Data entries
● ● ● ●
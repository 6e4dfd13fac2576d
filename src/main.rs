//! Corner Pattern Database
//!
//! Generates the 44 MB table of exact corner distances for the 3x3x3 cube,
//! and answers lookups against a saved table.

use std::path::{Path, PathBuf};
use std::process::ExitCode;

use clap::{Parser, Subcommand};
use log::{error, info};

use cornerdb::{
    encode, generate, moves, CornerCube, CornerTable, GenerateOutcome, GeneratorConfig,
};

const DEFAULT_TABLE: &str = "corner.bin";

/// Builds and queries the corner pattern database.
#[derive(Parser)]
#[command(name = "cornerdb")]
#[command(author, version, about, long_about = None)]
struct Cli {
    #[command(subcommand)]
    command: Command,
}

#[derive(Subcommand)]
enum Command {
    /// Generate the full table and save it to disk.
    Generate {
        /// Where to write the table.
        #[arg(short, long, default_value = DEFAULT_TABLE)]
        output: PathBuf,
        /// Stop after recording this many entries (profiling).
        #[arg(long)]
        entry_limit: Option<usize>,
        /// Stop after exploring this depth.
        #[arg(long)]
        max_depth: Option<u8>,
        /// Log progress every this many traversed nodes.
        #[arg(long, default_value_t = GeneratorConfig::default().progress_interval)]
        progress_interval: u64,
        /// Save the table even if the run was cut short.
        #[arg(long)]
        save_partial: bool,
    },
    /// Print the distance of the corners after a move sequence.
    Lookup {
        #[arg(short, long, default_value = DEFAULT_TABLE)]
        table: PathBuf,
        /// Moves applied to the solved cube, e.g. R U R' U'.
        #[arg(allow_hyphen_values = true)]
        moves: Vec<String>,
    },
    /// Show how many configurations sit at each distance.
    Stats {
        #[arg(short, long, default_value = DEFAULT_TABLE)]
        table: PathBuf,
    },
}

fn main() -> ExitCode {
    env_logger::Builder::from_env(env_logger::Env::default().default_filter_or("info")).init();
    let cli = Cli::parse();

    let result = match cli.command {
        Command::Generate {
            output,
            entry_limit,
            max_depth,
            progress_interval,
            save_partial,
        } => {
            let config = GeneratorConfig {
                progress_interval,
                entry_limit,
                max_depth,
            };
            run_generate(&output, &config, save_partial)
        }
        Command::Lookup { table, moves } => run_lookup(&table, &moves.join(" ")),
        Command::Stats { table } => run_stats(&table),
    };

    match result {
        Ok(()) => ExitCode::SUCCESS,
        Err(e) => {
            error!("{e}");
            ExitCode::FAILURE
        }
    }
}

/// Generates the table and writes it to `output`.
fn run_generate(
    output: &Path,
    config: &GeneratorConfig,
    save_partial: bool,
) -> Result<(), Box<dyn std::error::Error>> {
    let mut table = CornerTable::new();
    let outcome = generate(&mut table, &CornerCube::SOLVED, config)?;

    match outcome {
        GenerateOutcome::Complete { traversed } => {
            info!("Table complete after {traversed} traversed nodes");
        }
        GenerateOutcome::Partial {
            entries,
            depth,
            traversed,
        } => {
            info!("Stopped early at depth {depth}: {entries} entries, {traversed} traversed nodes");
            if !save_partial {
                info!("Partial table not saved (use --save-partial to keep it)");
                return Ok(());
            }
        }
    }

    table.save(output)?;
    println!("Wrote {}", output.display());
    Ok(())
}

/// Prints index and stored distance of the scrambled corners.
fn run_lookup(table: &Path, sequence: &str) -> Result<(), Box<dyn std::error::Error>> {
    let moves = moves::parse_sequence(sequence)?;
    let table = CornerTable::load(table)?;

    let cube = CornerCube::SOLVED.apply_sequence(&moves);
    println!("index {}, distance {}", encode(&cube), table.distance(&cube));
    Ok(())
}

/// Prints the distance histogram of a saved table.
fn run_stats(table: &Path) -> Result<(), Box<dyn std::error::Error>> {
    let table = CornerTable::load(table)?;
    print!("{}", format_histogram(&table.histogram()));
    Ok(())
}

/// Formats per-distance entry counts, skipping empty distances.
fn format_histogram(histogram: &[u64; 16]) -> String {
    let mut output = String::new();
    for (distance, &count) in histogram.iter().enumerate() {
        if count > 0 {
            output.push_str(&format!("{distance}: {count}\n"));
        }
    }
    output.push_str(&format!("total: {}\n", histogram.iter().sum::<u64>()));
    output
}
● ● ● ●
Exercise objective
Copy out every record above once more, precisely as written.

Answer to the exercise
repository 6e4dfd13fac2576d
filename src/main.rs
//! Corner Pattern Database
//!
//! Generates the 44 MB table of exact corner distances for the 3x3x3 cube,
//! and answers lookups against a saved table.

use std::path::{Path, PathBuf};
use std::process::ExitCode;

use clap::{Parser, Subcommand};
use log::{error, info};

use cornerdb::{
    encode, generate, moves, CornerCube, CornerTable, GenerateOutcome, GeneratorConfig,
};

const DEFAULT_TABLE: &str = "corner.bin";

/// Builds and queries the corner pattern database.
#[derive(Parser)]
#[command(name = "cornerdb")]
#[command(author, version, about, long_about = None)]
struct Cli {
    #[command(subcommand)]
    command: Command,
}

#[derive(Subcommand)]
enum Command {
    /// Generate the full table and save it to disk.
    Generate {
        /// Where to write the table.
        #[arg(short, long, default_value = DEFAULT_TABLE)]
        output: PathBuf,
        /// Stop after recording this many entries (profiling).
        #[arg(long)]
        entry_limit: Option<usize>,
        /// Stop after exploring this depth.
        #[arg(long)]
        max_depth: Option<u8>,
        /// Log progress every this many traversed nodes.
        #[arg(long, default_value_t = GeneratorConfig::default().progress_interval)]
        progress_interval: u64,
        /// Save the table even if the run was cut short.
        #[arg(long)]
        save_partial: bool,
    },
    /// Print the distance of the corners after a move sequence.
    Lookup {
        #[arg(short, long, default_value = DEFAULT_TABLE)]
        table: PathBuf,
        /// Moves applied to the solved cube, e.g. R U R' U'.
        #[arg(allow_hyphen_values = true)]
        moves: Vec<String>,
    },
    /// Show how many configurations sit at each distance.
    Stats {
        #[arg(short, long, default_value = DEFAULT_TABLE)]
        table: PathBuf,
    },
}

fn main() -> ExitCode {
    env_logger::Builder::from_env(env_logger::Env::default().default_filter_or("info")).init();
    let cli = Cli::parse();

    let result = match cli.command {
        Command::Generate {
            output,
            entry_limit,
            max_depth,
            progress_interval,
            save_partial,
        } => {
            let config = GeneratorConfig {
                progress_interval,
                entry_limit,
                max_depth,
            };
            run_generate(&output, &config, save_partial)
        }
        Command::Lookup { table, moves } => run_lookup(&table, &moves.join(" ")),
        Command::Stats { table } => run_stats(&table),
    };

    match result {
        Ok(()) => ExitCode::SUCCESS,
        Err(e) => {
            error!("{e}");
            ExitCode::FAILURE
        }
    }
}

/// Generates the table and writes it to `output`.
fn run_generate(
    output: &Path,
    config: &GeneratorConfig,
    save_partial: bool,
) -> Result<(), Box<dyn std::error::Error>> {
    let mut table = CornerTable::new();
    let outcome = generate(&mut table, &CornerCube::SOLVED, config)?;

    match outcome {
        GenerateOutcome::Complete { traversed } => {
            info!("Table complete after {traversed} traversed nodes");
        }
        GenerateOutcome::Partial {
            entries,
            depth,
            traversed,
        } => {
            info!("Stopped early at depth {depth}: {entries} entries, {traversed} traversed nodes");
            if !save_partial {
                info!("Partial table not saved (use --save-partial to keep it)");
                return Ok(());
            }
        }
    }

    table.save(output)?;
    println!("Wrote {}", output.display());
    Ok(())
}

/// Prints index and stored distance of the scrambled corners.
fn run_lookup(table: &Path, sequence: &str) -> Result<(), Box<dyn std::error::Error>> {
    let moves = moves::parse_sequence(sequence)?;
    let table = CornerTable::load(table)?;

    let cube = CornerCube::SOLVED.apply_sequence(&moves);
    println!("index {}, distance {}", encode(&cube), table.distance(&cube));
    Ok(())
}

/// Prints the distance histogram of a saved table.
fn run_stats(table: &Path) -> Result<(), Box<dyn std::error::Error>> {
    let table = CornerTable::load(table)?;
    print!("{}", format_histogram(&table.histogram()));
    Ok(())
}

/// Formats per-distance entry counts, skipping empty distances.
fn format_histogram(histogram: &[u64; 16]) -> String {
    let mut output = String::new();
    for (distance, &count) in histogram.iter().enumerate() {
        if count > 0 {
            output.push_str(&format!("{distance}: {count}\n"));
        }
    }
    output.push_str(&format!("total: {}\n", histogram.iter().sum::<u64>()));
    output
}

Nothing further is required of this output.